//! Read-only query guard
//!
//! Every statement is checked here before it reaches the columnar engine,
//! independent of whatever the engine itself would permit. Only a single
//! `SELECT` (optionally behind `WITH`) is accepted.

use crate::error::{Result, TabulaError};
use sqlparser::ast::{Query, SetExpr, Statement};
use sqlparser::dialect::GenericDialect;
use sqlparser::parser::Parser;

pub fn ensure_read_only(sql: &str) -> Result<()> {
    let trimmed = sql.trim().trim_end_matches(';').trim();
    if trimmed.is_empty() {
        return Err(reject("query is empty"));
    }

    let leading = trimmed
        .split(|c: char| c.is_whitespace() || c == '(')
        .find(|word| !word.is_empty())
        .unwrap_or("")
        .to_ascii_uppercase();
    if leading != "SELECT" && leading != "WITH" {
        return Err(reject(&format!("only SELECT queries are allowed, got {}", leading)));
    }

    let dialect = GenericDialect {};
    let statements = Parser::parse_sql(&dialect, trimmed)
        .map_err(|e| reject(&format!("could not parse query: {}", e)))?;

    match statements.as_slice() {
        [Statement::Query(query)] => check_query(query),
        [_] => Err(reject("only SELECT queries are allowed")),
        _ => Err(reject("exactly one statement is allowed")),
    }
}

fn check_query(query: &Query) -> Result<()> {
    if let Some(with) = &query.with {
        for cte in &with.cte_tables {
            check_query(&cte.query)?;
        }
    }
    check_set_expr(&query.body)
}

fn check_set_expr(body: &SetExpr) -> Result<()> {
    match body {
        SetExpr::Select(select) => {
            if select.into.is_some() {
                return Err(reject("SELECT INTO is not allowed"));
            }
            Ok(())
        }
        SetExpr::Query(query) => check_query(query),
        SetExpr::SetOperation { left, right, .. } => {
            check_set_expr(left)?;
            check_set_expr(right)
        }
        SetExpr::Values(_) => Ok(()),
        _ => Err(reject("statement modifies data")),
    }
}

fn reject(reason: &str) -> TabulaError {
    TabulaError::Validation(format!("read-only query rejected: {}", reason))
}

#[cfg(test)]
mod tests {
    use super::*;

    #[test]
    fn test_accepts_selects() {
        assert!(ensure_read_only("SELECT * FROM dataset").is_ok());
        assert!(ensure_read_only("  select a, avg(b) from dataset group by a;").is_ok());
        assert!(ensure_read_only("WITH t AS (SELECT a FROM dataset) SELECT * FROM t").is_ok());
        assert!(ensure_read_only("SELECT a FROM dataset UNION SELECT b FROM dataset").is_ok());
    }

    #[test]
    fn test_rejects_writes() {
        for sql in [
            "DELETE FROM dataset",
            "DROP TABLE dataset",
            "INSERT INTO dataset VALUES (1)",
            "UPDATE dataset SET a = 1",
            "SELECT * INTO copy FROM dataset",
            "SELECT 1; DROP TABLE dataset",
            "",
        ] {
            assert!(
                matches!(ensure_read_only(sql), Err(TabulaError::Validation(_))),
                "expected rejection for {:?}",
                sql
            );
        }
    }
}
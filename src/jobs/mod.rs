//! Ingestion jobs: records, the bounded scheduler and the per-job pipeline.

pub mod collaborators;
pub mod job;
pub mod pipeline;
pub mod scheduler;

pub use collaborators::{
    Collaborators, DatasetRef, DatasetSink, HeuristicSuggestions, NoopSink, SemanticIndexer, SuggestionGenerator,
};
pub use job::{DatasetSummary, IngestionJob, JobId, JobRecorder, JobResult, JobStatus, JobView, QueueStats};
pub use pipeline::{JobInput, Pipeline};
pub use scheduler::JobScheduler;
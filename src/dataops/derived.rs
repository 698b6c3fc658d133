//! Derived columns from arithmetic over existing ones.
//!
//! Expressions reference columns as `[Name]` and combine them with `+ - * /`,
//! parentheses, unary minus and numeric literals, e.g. `([Price] - [Cost]) / [Price]`.
//! Referenced columns are read through numeric coercion, so `$1,200` and `45%`
//! participate as numbers. Non-finite results (division by zero) become null.

use crate::error::{Result, TabulaError};
use crate::service::AnalysisService;
use crate::store::convert::column_numbers;
use polars::prelude::*;
use serde::{Deserialize, Serialize};
use std::iter::Peekable;
use std::str::Chars;
use tracing::info;

#[derive(Debug, Clone, PartialEq, Serialize, Deserialize)]
pub struct DerivedColumnInfo {
    pub column: String,
    pub expression: String,
    pub referenced_columns: Vec<String>,
    /// Rows where the expression produced no value.
    pub null_values: usize,
    /// Whether an existing column of the same name was overwritten.
    pub replaced: bool,
}

#[derive(Debug, Clone, PartialEq)]
enum Token {
    Column(String),
    Number(f64),
    Plus,
    Minus,
    Star,
    Slash,
    LParen,
    RParen,
}

fn tokenize(expression: &str) -> Result<Vec<Token>> {
    let mut chars: Peekable<Chars> = expression.chars().peekable();
    let mut tokens = Vec::new();
    while let Some(&c) = chars.peek() {
        match c {
            c if c.is_whitespace() => {
                chars.next();
            }
            '[' => {
                chars.next();
                let mut name = String::new();
                loop {
                    match chars.next() {
                        Some(']') => break,
                        Some(ch) => name.push(ch),
                        None => return Err(invalid("unterminated column reference")),
                    }
                }
                if name.is_empty() {
                    return Err(invalid("empty column reference"));
                }
                tokens.push(Token::Column(name));
            }
            '0'..='9' | '.' => {
                let mut literal = String::new();
                while let Some(&d) = chars.peek() {
                    if d.is_ascii_digit() || d == '.' {
                        literal.push(d);
                        chars.next();
                    } else {
                        break;
                    }
                }
                let value = literal
                    .parse::<f64>()
                    .map_err(|_| invalid(&format!("bad number '{}'", literal)))?;
                tokens.push(Token::Number(value));
            }
            _ => {
                chars.next();
                tokens.push(match c {
                    '+' => Token::Plus,
                    '-' => Token::Minus,
                    '*' => Token::Star,
                    '/' => Token::Slash,
                    '(' => Token::LParen,
                    ')' => Token::RParen,
                    other => return Err(invalid(&format!("unexpected character '{}'", other))),
                });
            }
        }
    }
    Ok(tokens)
}

/// Recursive-descent parser producing a polars expression.
struct Parser {
    tokens: Vec<Token>,
    pos: usize,
}

impl Parser {
    fn parse(tokens: Vec<Token>) -> Result<Expr> {
        let mut parser = Parser { tokens, pos: 0 };
        let expr = parser.sum()?;
        match parser.tokens.get(parser.pos) {
            None => Ok(expr),
            Some(token) => Err(invalid(&format!("unexpected {:?}", token))),
        }
    }

    fn next(&mut self) -> Option<Token> {
        let token = self.tokens.get(self.pos).cloned();
        self.pos += 1;
        token
    }

    fn peek(&self) -> Option<&Token> {
        self.tokens.get(self.pos)
    }

    fn sum(&mut self) -> Result<Expr> {
        let mut expr = self.product()?;
        loop {
            match self.peek() {
                Some(Token::Plus) => {
                    self.pos += 1;
                    expr = expr + self.product()?;
                }
                Some(Token::Minus) => {
                    self.pos += 1;
                    expr = expr - self.product()?;
                }
                _ => return Ok(expr),
            }
        }
    }

    fn product(&mut self) -> Result<Expr> {
        let mut expr = self.factor()?;
        loop {
            match self.peek() {
                Some(Token::Star) => {
                    self.pos += 1;
                    expr = expr * self.factor()?;
                }
                Some(Token::Slash) => {
                    self.pos += 1;
                    expr = expr / self.factor()?;
                }
                _ => return Ok(expr),
            }
        }
    }

    fn factor(&mut self) -> Result<Expr> {
        match self.next() {
            Some(Token::Minus) => Ok(lit(0.0) - self.factor()?),
            Some(Token::Column(name)) => Ok(col(&name)),
            Some(Token::Number(value)) => Ok(lit(value)),
            Some(Token::LParen) => {
                let expr = self.sum()?;
                match self.next() {
                    Some(Token::RParen) => Ok(expr),
                    _ => Err(invalid("missing closing parenthesis")),
                }
            }
            Some(token) => Err(invalid(&format!("unexpected {:?}", token))),
            None => Err(invalid("expression ends early")),
        }
    }
}

fn invalid(reason: &str) -> TabulaError {
    TabulaError::Validation(format!("invalid expression: {}", reason))
}

/// Referenced column names in first-appearance order.
fn referenced_columns(tokens: &[Token]) -> Vec<String> {
    let mut names: Vec<String> = Vec::new();
    for token in tokens {
        if let Token::Column(name) = token {
            if !names.contains(name) {
                names.push(name.clone());
            }
        }
    }
    names
}

/// Evaluate `expression` over `df` and add (or overwrite) `new_column` with the result.
pub fn derive_column(df: &DataFrame, new_column: &str, expression: &str) -> Result<(DataFrame, DerivedColumnInfo)> {
    let new_column = new_column.trim();
    if new_column.is_empty() {
        return Err(TabulaError::Validation("new column name is empty".to_string()));
    }

    let tokens = tokenize(expression)?;
    let referenced = referenced_columns(&tokens);
    if referenced.is_empty() {
        return Err(TabulaError::Validation(
            "no column references found in expression; use [ColumnName]".to_string(),
        ));
    }
    let existing = df.get_column_names();
    let missing: Vec<&str> = referenced
        .iter()
        .map(String::as_str)
        .filter(|name| !existing.contains(name))
        .collect();
    if !missing.is_empty() {
        return Err(TabulaError::Validation(format!("columns not found: {}", missing.join(", "))));
    }
    let expr = Parser::parse(tokens)?;

    let mut inputs = Vec::with_capacity(referenced.len());
    for name in &referenced {
        inputs.push(Series::new(name, column_numbers(df, name)?));
    }
    let evaluated = DataFrame::new(inputs)?
        .lazy()
        .select([expr.cast(DataType::Float64).alias(new_column)])
        .collect()?;
    let values: Vec<Option<f64>> = evaluated
        .column(new_column)?
        .f64()?
        .into_iter()
        .map(|v| v.filter(|n| n.is_finite()))
        .collect();
    let derived = Series::new(new_column, values);

    let info = DerivedColumnInfo {
        column: new_column.to_string(),
        expression: expression.to_string(),
        referenced_columns: referenced,
        null_values: derived.null_count(),
        replaced: existing.contains(&new_column),
    };
    let mut out = df.clone();
    out.with_column(derived)?;
    Ok((out, info))
}

impl AnalysisService {
    pub fn create_derived_column(
        &self,
        session_id: &str,
        new_column: &str,
        expression: &str,
    ) -> Result<DerivedColumnInfo> {
        let (frame, derived) = self
            .registry()
            .with_store(session_id, |store| derive_column(store.frame()?, new_column, expression))?;
        self.replace_dataset(session_id, frame);
        info!(
            session_id,
            column = %derived.column,
            expression,
            nulls = derived.null_values,
            "Created derived column"
        );
        Ok(derived)
    }
}

#[cfg(test)]
mod tests {
    use super::*;

    fn frame() -> DataFrame {
        DataFrame::new(vec![
            Series::new("Unit Price", &[Some("$1,000"), Some("2"), None, Some("4")]),
            Series::new("units", &[Some(2.0), Some(3.0), Some(4.0), Some(0.0)]),
        ])
        .unwrap()
    }

    fn values(df: &DataFrame, name: &str) -> Vec<Option<f64>> {
        column_numbers(df, name).unwrap()
    }

    #[test]
    fn test_multiplies_coerced_columns() {
        let (out, info) = derive_column(&frame(), "revenue", "[Unit Price] * [units]").unwrap();
        assert_eq!(values(&out, "revenue"), vec![Some(2000.0), Some(6.0), None, Some(0.0)]);
        assert_eq!(info.referenced_columns, vec!["Unit Price", "units"]);
        assert_eq!(info.null_values, 1);
        assert!(!info.replaced);
        assert_eq!(out.width(), 3);
    }

    #[test]
    fn test_precedence_parentheses_and_unary_minus() {
        let (out, _) = derive_column(&frame(), "a", "[units] + [units] * 2").unwrap();
        assert_eq!(values(&out, "a")[0], Some(6.0));

        let (out, _) = derive_column(&frame(), "b", "([units] + 1) / 2").unwrap();
        assert_eq!(values(&out, "b")[1], Some(2.0));

        let (out, _) = derive_column(&frame(), "c", "-[units] - 1").unwrap();
        assert_eq!(values(&out, "c")[0], Some(-3.0));
    }

    #[test]
    fn test_division_by_zero_is_null() {
        let (out, info) = derive_column(&frame(), "per_unit", "[Unit Price] / [units]").unwrap();
        assert_eq!(values(&out, "per_unit"), vec![Some(500.0), Some(2.0 / 3.0), None, None]);
        assert_eq!(info.null_values, 2);
    }

    #[test]
    fn test_overwrites_existing_column() {
        let (out, info) = derive_column(&frame(), "units", "[units] * 10").unwrap();
        assert!(info.replaced);
        assert_eq!(out.width(), 2);
        assert_eq!(values(&out, "units")[1], Some(30.0));
    }

    #[test]
    fn test_rejects_bad_expressions() {
        for (name, expression) in [
            ("x", "[missing] + [units]"),
            ("x", "2 + 3"),
            ("x", "([units] + 1"),
            ("x", "[units] +"),
            ("x", "[units] % 2"),
            ("x", "[units"),
            ("  ", "[units]"),
        ] {
            assert!(
                matches!(derive_column(&frame(), name, expression), Err(TabulaError::Validation(_))),
                "expected rejection for {:?}",
                expression
            );
        }
    }

    #[test]
    fn test_missing_columns_are_named() {
        let err = derive_column(&frame(), "x", "[a] + [units] + [b]").unwrap_err();
        assert_eq!(err.to_string(), "Validation error: columns not found: a, b");
    }

    #[tokio::test]
    async fn test_derived_column_replaces_session_dataset() {
        let service = AnalysisService::default();
        service.registry().replace("s1", frame());
        assert!(!service.get_metadata("s1").unwrap().numeric_columns.contains(&"total".to_string()));

        let info = service
            .create_derived_column("s1", "total", "[units] * 2")
            .unwrap();
        assert_eq!(info.column, "total");
        let metadata = service.get_metadata("s1").unwrap();
        assert_eq!(metadata.column_count, 3);
        assert!(metadata.numeric_columns.contains(&"total".to_string()));
        assert!(matches!(
            service.create_derived_column("nope", "total", "[units]"),
            Err(TabulaError::NotFound(_))
        ));
    }
}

-- Assignment --
Which lines of the data include "Peekable"? Copy each of them.

-- Output for this task --
use std::iter::Peekable;
    let mut chars: Peekable<Chars> = expression.chars().peekable();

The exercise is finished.